Overall, studying this compound opens a window into the intricate world of organic chemistry and its significant impact on drug discovery.
Synonyms
5-Fluorouridine
316-46-1
5-Fur
Uridine, 5-fluoro-
fluorouridine
5-Fluoro Uridine
1-((2R,3R,4S,5R)-3,4-Dihydroxy-5-(hydroxymethyl)tetrahydrofuran-2-yl)-5-fluoropyrimidine-2,4(1H,3H)-dione
5-Fluoro-uridine
5-Fluorouracil 1beta-D-ribofuranoside
EINECS 206-260-3
MFCD00036832
NSC 146604
BRN 0033662
FUrd
CHEBI:40154
UNII-4K0M952561
1-[(2R,3R,4S,5R)-3,4-dihydroxy-5-(hydroxymethyl)oxolan-2-yl]-5-fluoropyrimidine-2,4-dione
5-fluoro-1-(beta-d-ribofuranosyl)uracil
CHEMBL54918
4K0M952561
DTXSID4040397
4-24-00-01231 (Beilstein Handbook Reference)
NSC-146604
1-[(2R,3R,4S,5R)-3,4-dihydroxy-5-(hydroxymethyl)oxolan-2-yl]-5-fluoro-1,2,3,4-tetrahydropyrimidine-2,4-dione
5-FLUOROURACIL-.BETA.-D-RIBOFURANOSIDE
5-FLUOROURACIL-1.BETA.-D-RIBOFURANOSIDE
Fur
C9H11FN2O6
1-(b-D-Xylofuranosyl)-5-fluorouracil
1-((2R,3R,4S,5R)-3,4-dihydroxy-5-(hydroxymethyl)oxolan-2-yl)-5-fluoro-1,2,3,4-tetrahydropyrimidine-2,4-dione
1-((2R,3R,4S,5R)-3,4-dihydroxy-5-(hydroxymethyl)oxolan-2-yl)-5-fluoropyrimidine-2,4-dione
5UD
5-fluoro-d-uridine
beta-D-5FdU
5-fluorouracil-1beta-d-ribofuranoside
4pb2
cid_1821
SCHEMBL53091
BIDD:GT0496
GTPL4614
DTXCID2020397
18814-21-6
AFU
BDBM50132299
AKOS015852922
AKOS015918304
5-Fluorouracil 1-.beta.-D-arabinosyl
DB01629
NF04076
5-Fluorouridine, >=99.0% (HPLC)
NCGC00142485-01
NCGC00142485-02
NCGC00142485-03
1-[(4S,2R,3R,5R)-3,4-dihydroxy-5-(hydroxymethyl)oxolan-2-yl]-5-fluoro-1,3-dihy dropyrimidine-2,4-dione
5-Fluoro-1-.beta.-D-ribofuranosyluracil
AS-13467
BP-58617
PD008907
5-FLUOROURACIL-BETA-D-RIBOFURANOSIDE
DB-005381
HY-107856
CS-0030739
NS00015326
EN300-221740
F58596
Q27073979
Z1741958657
1-(b-D-Ribofuranosyl)-5-fluorouracil;5-Fluoro-D-uridine;FUrd
1-.beta.-D-Arabinofuranosyl-5-fluoro-(1H,3H)-pyrimidine-2,4-dione
2,4(1H,3H)-Pyrimidinedione, 1-.beta.-D-arabinofuranosyl-5-fluoro-
5-Fluorouridine, proapoptotic anitproliferative plant growth regulator
1-((2R,3R,4S,5R)-3,4-Dihydroxy-5-hydroxymethyl-tetrahydro-furan-2-yl)-5-fluoro-1H-pyrimidine-2,4-dione
1-((2R,5R)-3,4-Dihydroxy-5-hydroxymethyl-tetrahydro-furan-2-yl)-5-fluoro-1H-pyrimidine-2,4-dione
1-(3,4-Dihydroxy-5-hydroxymethyl-tetrahydro-furan-2-yl)-5-fluoro-1H-pyrimidine-2,4-dione(5F-dUrd)

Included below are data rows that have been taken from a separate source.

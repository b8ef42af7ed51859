//! Nullable infrastructure for deterministic testing.
//!
//! Everything the engine talks to (clock, chat platform, profile site) is
//! abstracted behind a trait. This crate provides test-friendly
//! implementations that:
//! - Return deterministic values
//! - Can be controlled programmatically
//! - Record what was asked of them for later assertions
//!
//! Usage: swap real implementations for nullables in tests.

pub mod clock;
pub mod platform;
pub mod profile;

pub use clock::NullClock;
pub use platform::{MarkerCall, NullPlatform};
pub use profile::NullProfileFetcher;
//! Line-delimited JSON bridge.
//!
//! Stands in for a chat-platform connection: commands arrive one JSON object
//! per line on stdin, and every outcome, notice, marker change, review post
//! and audit event leaves as one JSON object per line on stdout.

use async_trait::async_trait;
use biogate_platform::{Notice, NotifyResult, Platform, PlatformError, ReviewPost};
use biogate_types::{MemberId, MemberInfo, ReviewId};
use biogate_verification::{AuditEvent, Resolution, VerificationOrchestrator};
use serde::{Deserialize, Serialize};
use std::collections::{BTreeMap, HashMap};
use std::sync::{Arc, Mutex, MutexGuard, PoisonError};
use tokio::io::{AsyncWrite, AsyncWriteExt};
use tokio::sync::mpsc::{UnboundedReceiver, UnboundedSender};
use tracing::{debug, warn};

/// One inbound line.
#[derive(Clone, Debug, PartialEq, Eq, Deserialize)]
#[serde(tag = "command", rename_all = "snake_case")]
pub enum Command {
    MemberJoined {
        member: MemberInfo,
    },
    MemberLeft {
        member: MemberId,
    },
    StartSession {
        member: MemberId,
    },
    ForceSession {
        actor: MemberId,
        member: MemberId,
    },
    Submit {
        member: MemberId,
        input: String,
    },
    ResolveReview {
        moderator: MemberId,
        review_id: String,
        decision: Decision,
        #[serde(default)]
        reason: Option<String>,
    },
    /// Startup membership snapshot.
    Snapshot {
        members: Vec<MemberInfo>,
    },
    Stats,
}

impl Command {
    pub fn name(&self) -> &'static str {
        match self {
            Self::MemberJoined { .. } => "member_joined",
            Self::MemberLeft { .. } => "member_left",
            Self::StartSession { .. } => "start_session",
            Self::ForceSession { .. } => "force_session",
            Self::Submit { .. } => "submit",
            Self::ResolveReview { .. } => "resolve_review",
            Self::Snapshot { .. } => "snapshot",
            Self::Stats => "stats",
        }
    }

    /// The ordering lane this command runs in.
    pub fn lane(&self) -> Lane {
        match self {
            Self::MemberJoined { member } => Lane::Member(member.id.clone()),
            Self::MemberLeft { member }
            | Self::StartSession { member }
            | Self::ForceSession { member, .. }
            | Self::Submit { member, .. } => Lane::Member(member.clone()),
            Self::ResolveReview { .. } => Lane::Moderation,
            Self::Snapshot { .. } | Self::Stats => Lane::Global,
        }
    }
}

/// Commands sharing a lane run one at a time, in arrival order.
#[derive(Clone, Debug, PartialEq, Eq, Hash)]
pub enum Lane {
    /// Everything that names one member.
    Member(MemberId),
    /// Review resolutions.
    Moderation,
    /// Snapshot and stats.
    Global,
}

#[derive(Clone, Copy, Debug, PartialEq, Eq, Deserialize)]
#[serde(rename_all = "lowercase")]
pub enum Decision {
    Approve,
    Deny,
}

/// One outbound line.
#[derive(Clone, Debug, Serialize)]
#[serde(tag = "type", rename_all = "snake_case")]
pub enum Output {
    Outcome {
        command: &'static str,
        result: serde_json::Value,
    },
    Error {
        command: Option<&'static str>,
        message: String,
    },
    Notice {
        member: MemberId,
        notice: Notice,
    },
    Marker {
        member: MemberId,
        unverified: bool,
    },
    ReviewPost {
        post: ReviewPost,
    },
    Event {
        event: AuditEvent,
    },
    Stats {
        counters: BTreeMap<&'static str, u64>,
        dropped_events: u64,
    },
}

impl Output {
    fn outcome<T: Serialize>(command: &'static str, result: &T) -> Self {
        match serde_json::to_value(result) {
            Ok(result) => Self::Outcome { command, result },
            Err(e) => Self::error(Some(command), e),
        }
    }

    fn error(command: Option<&'static str>, message: impl ToString) -> Self {
        Self::Error {
            command,
            message: message.to_string(),
        }
    }
}

/// Queue a line for stdout. A closed channel only happens during shutdown.
pub fn send(out: &UnboundedSender<Output>, line: Output) {
    if out.send(line).is_err() {
        debug!("output channel closed, dropping line");
    }
}

/// Serialize queued lines to `writer` until every sender is gone.
pub async fn write_lines<W>(mut rx: UnboundedReceiver<Output>, writer: &mut W) -> std::io::Result<()>
where
    W: AsyncWrite + Unpin,
{
    while let Some(line) = rx.recv().await {
        let mut bytes = match serde_json::to_vec(&line) {
            Ok(bytes) => bytes,
            Err(e) => {
                warn!(error = %e, "failed to serialize output line");
                continue;
            }
        };
        bytes.push(b'\n');
        writer.write_all(&bytes).await?;
        writer.flush().await?;
    }
    Ok(())
}

/// A [`Platform`] whose membership is fed by bridge commands and whose
/// actions are written out as JSON lines.
pub struct StdioPlatform {
    members: Mutex<HashMap<MemberId, MemberInfo>>,
    out: UnboundedSender<Output>,
}

impl StdioPlatform {
    pub fn new(out: UnboundedSender<Output>) -> Self {
        Self {
            members: Mutex::new(HashMap::new()),
            out,
        }
    }

    fn members(&self) -> MutexGuard<'_, HashMap<MemberId, MemberInfo>> {
        self.members.lock().unwrap_or_else(PoisonError::into_inner)
    }

    pub fn upsert(&self, info: MemberInfo) {
        self.members().insert(info.id.clone(), info);
    }

    pub fn remove(&self, member: &MemberId) -> Option<MemberInfo> {
        self.members().remove(member)
    }

    fn set_marker(&self, member: &MemberId, unverified: bool) -> Result<(), PlatformError> {
        self.members()
            .get_mut(member)
            .ok_or_else(|| PlatformError::MemberNotFound(member.to_string()))?
            .has_unverified_marker = unverified;
        send(
            &self.out,
            Output::Marker {
                member: member.clone(),
                unverified,
            },
        );
        Ok(())
    }
}

#[async_trait]
impl Platform for StdioPlatform {
    async fn member(&self, member: &MemberId) -> Option<MemberInfo> {
        self.members().get(member).cloned()
    }

    async fn add_unverified_marker(&self, member: &MemberId) -> Result<(), PlatformError> {
        self.set_marker(member, true)
    }

    async fn remove_unverified_marker(&self, member: &MemberId) -> Result<(), PlatformError> {
        self.set_marker(member, false)
    }

    async fn notify(&self, member: &MemberId, notice: Notice) -> NotifyResult {
        if !self.members().contains_key(member) {
            return NotifyResult::Failed(PlatformError::MemberNotFound(member.to_string()));
        }
        send(
            &self.out,
            Output::Notice {
                member: member.clone(),
                notice,
            },
        );
        NotifyResult::Delivered
    }

    async fn post_review(&self, post: ReviewPost) -> NotifyResult {
        send(&self.out, Output::ReviewPost { post });
        NotifyResult::Delivered
    }
}

#[derive(Serialize)]
struct SnapshotSummary {
    members: usize,
    verified: usize,
}

/// Run one command against the engine and describe the result.
pub async fn dispatch(
    engine: &Arc<VerificationOrchestrator>,
    platform: &StdioPlatform,
    command: Command,
) -> Output {
    let name = command.name();
    match command {
        Command::MemberJoined { member } => {
            platform.upsert(member.clone());
            Output::outcome(name, &engine.member_joined(member).await)
        }
        Command::MemberLeft { member } => {
            platform.remove(&member);
            Output::outcome(name, &engine.member_left(&member).await)
        }
        Command::StartSession { member } => {
            Output::outcome(name, &engine.start_session(&member).await)
        }
        Command::ForceSession { actor, member } => {
            match engine.force_session(&actor, &member).await {
                Ok(outcome) => Output::outcome(name, &outcome),
                Err(e) => Output::error(Some(name), e),
            }
        }
        Command::Submit { member, input } => {
            Output::outcome(name, &engine.submit_code(&member, &input).await)
        }
        Command::ResolveReview {
            moderator,
            review_id,
            decision,
            reason,
        } => {
            let review_id: ReviewId = match review_id.parse() {
                Ok(id) => id,
                Err(e) => return Output::error(Some(name), e),
            };
            let resolution = match decision {
                Decision::Approve => Resolution::Approve,
                Decision::Deny => Resolution::Deny { reason },
            };
            match engine.resolve_review(&moderator, &review_id, resolution).await {
                Ok(outcome) => Output::outcome(name, &outcome),
                Err(e) => Output::error(Some(name), e),
            }
        }
        Command::Snapshot { members } => {
            for info in &members {
                platform.upsert(info.clone());
            }
            let verified = engine.rebuild_from_snapshot(&members);
            Output::outcome(
                name,
                &SnapshotSummary {
                    members: members.len(),
                    verified,
                },
            )
        }
        Command::Stats => Output::Stats {
            counters: engine.stats(),
            dropped_events: engine.dropped_events(),
        },
    }
}

/// Move pending audit events onto the output stream.
pub fn flush_events(engine: &VerificationOrchestrator, out: &UnboundedSender<Output>) {
    for event in engine.drain_events() {
        send(out, Output::Event { event });
    }
}
//! Nullable platform: an in-memory community that records everything the
//! engine asks of it.

use async_trait::async_trait;
use biogate_platform::{Notice, NotifyResult, Platform, PlatformError, ReviewPost};
use biogate_types::{MemberId, MemberInfo};
use std::collections::{HashMap, HashSet};
use std::sync::atomic::{AtomicBool, Ordering};
use std::sync::{Mutex, MutexGuard, PoisonError};

/// A marker change the engine requested.
#[derive(Clone, Debug, PartialEq, Eq)]
pub enum MarkerCall {
    Added(MemberId),
    Removed(MemberId),
}

/// A test platform backed by a member map.
///
/// Marker calls update the stored [`MemberInfo`], so a later
/// [`Platform::member`] lookup sees the change.
#[derive(Default)]
pub struct NullPlatform {
    members: Mutex<HashMap<MemberId, MemberInfo>>,
    notices: Mutex<Vec<(MemberId, Notice)>>,
    marker_calls: Mutex<Vec<MarkerCall>>,
    review_posts: Mutex<Vec<ReviewPost>>,
    /// Members whose direct notices bounce.
    unreachable: Mutex<HashSet<MemberId>>,
    fail_marker_changes: AtomicBool,
    fail_review_posts: AtomicBool,
}

fn lock<T>(mutex: &Mutex<T>) -> MutexGuard<'_, T> {
    mutex.lock().unwrap_or_else(PoisonError::into_inner)
}

impl NullPlatform {
    pub fn new() -> Self {
        Self::default()
    }

    /// Insert or replace a member.
    pub fn set_member(&self, info: MemberInfo) {
        lock(&self.members).insert(info.id.clone(), info);
    }

    /// Simulate the member leaving.
    pub fn remove_member(&self, member: &MemberId) -> Option<MemberInfo> {
        lock(&self.members).remove(member)
    }

    pub fn has_marker(&self, member: &MemberId) -> Option<bool> {
        lock(&self.members)
            .get(member)
            .map(|info| info.has_unverified_marker)
    }

    /// Make every direct notice to `member` fail.
    pub fn block_notices(&self, member: &MemberId) {
        lock(&self.unreachable).insert(member.clone());
    }

    pub fn unblock_notices(&self, member: &MemberId) {
        lock(&self.unreachable).remove(member);
    }

    /// Make marker add/remove fail with `Forbidden`.
    pub fn fail_marker_changes(&self, fail: bool) {
        self.fail_marker_changes.store(fail, Ordering::SeqCst);
    }

    pub fn fail_review_posts(&self, fail: bool) {
        self.fail_review_posts.store(fail, Ordering::SeqCst);
    }

    /// All notices delivered so far (for assertions).
    pub fn notices(&self) -> Vec<(MemberId, Notice)> {
        lock(&self.notices).clone()
    }

    /// Notices delivered to one member, in order.
    pub fn notices_for(&self, member: &MemberId) -> Vec<Notice> {
        lock(&self.notices)
            .iter()
            .filter(|(to, _)| to == member)
            .map(|(_, notice)| notice.clone())
            .collect()
    }

    pub fn marker_calls(&self) -> Vec<MarkerCall> {
        lock(&self.marker_calls).clone()
    }

    pub fn review_posts(&self) -> Vec<ReviewPost> {
        lock(&self.review_posts).clone()
    }

    /// Clear recorded calls. Members are kept.
    pub fn reset(&self) {
        lock(&self.notices).clear();
        lock(&self.marker_calls).clear();
        lock(&self.review_posts).clear();
    }

    fn set_marker(&self, member: &MemberId, marked: bool) -> Result<(), PlatformError> {
        if self.fail_marker_changes.load(Ordering::SeqCst) {
            return Err(PlatformError::Forbidden("manage roles".into()));
        }
        let mut members = lock(&self.members);
        let info = members
            .get_mut(member)
            .ok_or_else(|| PlatformError::MemberNotFound(member.to_string()))?;
        info.has_unverified_marker = marked;
        let call = if marked {
            MarkerCall::Added(member.clone())
        } else {
            MarkerCall::Removed(member.clone())
        };
        lock(&self.marker_calls).push(call);
        Ok(())
    }
}

#[async_trait]
impl Platform for NullPlatform {
    async fn member(&self, member: &MemberId) -> Option<MemberInfo> {
        lock(&self.members).get(member).cloned()
    }

    async fn add_unverified_marker(&self, member: &MemberId) -> Result<(), PlatformError> {
        self.set_marker(member, true)
    }

    async fn remove_unverified_marker(&self, member: &MemberId) -> Result<(), PlatformError> {
        self.set_marker(member, false)
    }

    async fn notify(&self, member: &MemberId, notice: Notice) -> NotifyResult {
        if lock(&self.unreachable).contains(member) {
            return NotifyResult::Failed(PlatformError::Request(format!(
                "cannot send messages to {member}"
            )));
        }
        lock(&self.notices).push((member.clone(), notice));
        NotifyResult::Delivered
    }

    async fn post_review(&self, post: ReviewPost) -> NotifyResult {
        if self.fail_review_posts.load(Ordering::SeqCst) {
            return NotifyResult::Failed(PlatformError::Request("review channel missing".into()));
        }
        lock(&self.review_posts).push(post);
        NotifyResult::Delivered
    }
}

1-[(2R,3R,4S,5R)-3,4-dihydroxy-5-(hydroxymethyl)tetrahydrofuran-2-yl]-5-fluoro-pyrimidine-2,4-dione
206-260-3
Solubility of 1-[(2R,3R,4S,5R)-3,4-dihydroxy-5-(hydroxymethyl)tetrahydrofuran-2-yl]-5-fluoro-pyrimidine-2,4-dione
The solubility of 1-[(2R,3R,4S,5R)-3,4-dihydroxy-5-(hydroxymethyl)tetrahydrofuran-2-yl]-5-fluoro-pyrimidine-2,4-dione is influenced by multiple factors, considering the complexity of its structure. This compound contains functional groups that can significantly affect its interaction with solvents:
It is essential to note that solubility might be relatively high in water due to hydrophilic interactions caused by the hydroxyl groups, yet the fluorine can potentially introduce some hydrophobic characteristics that counteract total solubility. In summary, it can be expressed as:
Experimental data would ultimately be required for precise solubility values, but the theoretical understanding suggests this compound might showcase variability in solubility across different solvents, illustrating the fascinating nature of organic compounds.